_Requirement:_
Report, from the records below, every line where the word "LinePrompt" appears.

_Recorded data:_
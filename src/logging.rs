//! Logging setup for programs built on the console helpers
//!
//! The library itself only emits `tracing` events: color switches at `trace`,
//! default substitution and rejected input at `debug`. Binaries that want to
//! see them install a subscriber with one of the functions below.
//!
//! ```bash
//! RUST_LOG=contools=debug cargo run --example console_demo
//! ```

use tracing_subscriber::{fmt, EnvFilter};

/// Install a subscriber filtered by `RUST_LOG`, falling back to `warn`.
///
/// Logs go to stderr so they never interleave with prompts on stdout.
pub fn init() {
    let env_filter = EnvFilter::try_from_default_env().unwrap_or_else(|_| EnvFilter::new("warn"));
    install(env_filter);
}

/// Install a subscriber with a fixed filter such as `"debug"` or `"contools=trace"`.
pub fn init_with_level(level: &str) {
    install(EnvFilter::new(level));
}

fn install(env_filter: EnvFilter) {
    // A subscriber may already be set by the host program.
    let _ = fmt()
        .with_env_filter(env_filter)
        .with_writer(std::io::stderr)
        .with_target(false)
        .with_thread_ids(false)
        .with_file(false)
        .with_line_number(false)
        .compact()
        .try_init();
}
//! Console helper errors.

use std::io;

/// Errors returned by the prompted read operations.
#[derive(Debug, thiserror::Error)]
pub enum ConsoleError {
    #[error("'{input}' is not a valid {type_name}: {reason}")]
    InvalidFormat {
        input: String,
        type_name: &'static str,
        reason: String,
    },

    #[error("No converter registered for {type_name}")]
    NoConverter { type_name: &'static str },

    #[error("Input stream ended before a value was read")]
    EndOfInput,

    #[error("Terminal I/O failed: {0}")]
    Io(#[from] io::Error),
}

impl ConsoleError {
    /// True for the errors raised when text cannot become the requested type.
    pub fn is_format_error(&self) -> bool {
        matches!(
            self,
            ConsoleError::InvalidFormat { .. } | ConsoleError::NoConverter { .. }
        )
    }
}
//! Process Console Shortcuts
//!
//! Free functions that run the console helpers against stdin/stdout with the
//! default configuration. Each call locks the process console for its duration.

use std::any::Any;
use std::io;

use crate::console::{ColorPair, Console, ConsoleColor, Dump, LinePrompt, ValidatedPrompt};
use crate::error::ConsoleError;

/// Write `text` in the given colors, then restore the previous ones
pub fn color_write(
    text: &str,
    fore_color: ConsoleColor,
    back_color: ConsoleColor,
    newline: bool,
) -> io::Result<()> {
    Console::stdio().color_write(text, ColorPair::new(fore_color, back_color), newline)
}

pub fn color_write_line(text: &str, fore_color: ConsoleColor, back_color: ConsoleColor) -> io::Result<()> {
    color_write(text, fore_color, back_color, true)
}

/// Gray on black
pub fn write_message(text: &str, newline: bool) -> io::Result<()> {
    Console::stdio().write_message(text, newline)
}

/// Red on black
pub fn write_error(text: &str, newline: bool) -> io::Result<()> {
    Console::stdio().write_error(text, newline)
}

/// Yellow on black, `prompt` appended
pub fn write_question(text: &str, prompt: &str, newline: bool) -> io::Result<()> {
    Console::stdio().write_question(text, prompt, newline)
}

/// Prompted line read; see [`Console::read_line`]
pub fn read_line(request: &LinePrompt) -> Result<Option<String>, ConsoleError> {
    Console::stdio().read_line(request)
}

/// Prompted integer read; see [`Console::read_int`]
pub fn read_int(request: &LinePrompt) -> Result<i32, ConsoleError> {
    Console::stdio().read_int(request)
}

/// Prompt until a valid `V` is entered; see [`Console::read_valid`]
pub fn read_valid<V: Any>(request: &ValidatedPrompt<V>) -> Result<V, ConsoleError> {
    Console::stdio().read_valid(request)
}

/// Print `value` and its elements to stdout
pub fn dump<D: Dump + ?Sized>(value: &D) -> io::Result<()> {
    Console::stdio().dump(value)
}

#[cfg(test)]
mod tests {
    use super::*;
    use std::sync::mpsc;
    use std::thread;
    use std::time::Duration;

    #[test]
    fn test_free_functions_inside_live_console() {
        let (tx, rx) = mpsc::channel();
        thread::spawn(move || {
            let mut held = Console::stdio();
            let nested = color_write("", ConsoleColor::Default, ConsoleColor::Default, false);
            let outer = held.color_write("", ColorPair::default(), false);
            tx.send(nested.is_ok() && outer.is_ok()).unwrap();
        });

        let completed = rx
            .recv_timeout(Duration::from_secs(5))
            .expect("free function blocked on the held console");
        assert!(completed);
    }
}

_Task output:_
use crate::console::{ColorPair, Console, ConsoleColor, Dump, LinePrompt, ValidatedPrompt};
pub fn read_line(request: &LinePrompt) -> Result<Option<String>, ConsoleError> {
pub fn read_int(request: &LinePrompt) -> Result<i32, ConsoleError> {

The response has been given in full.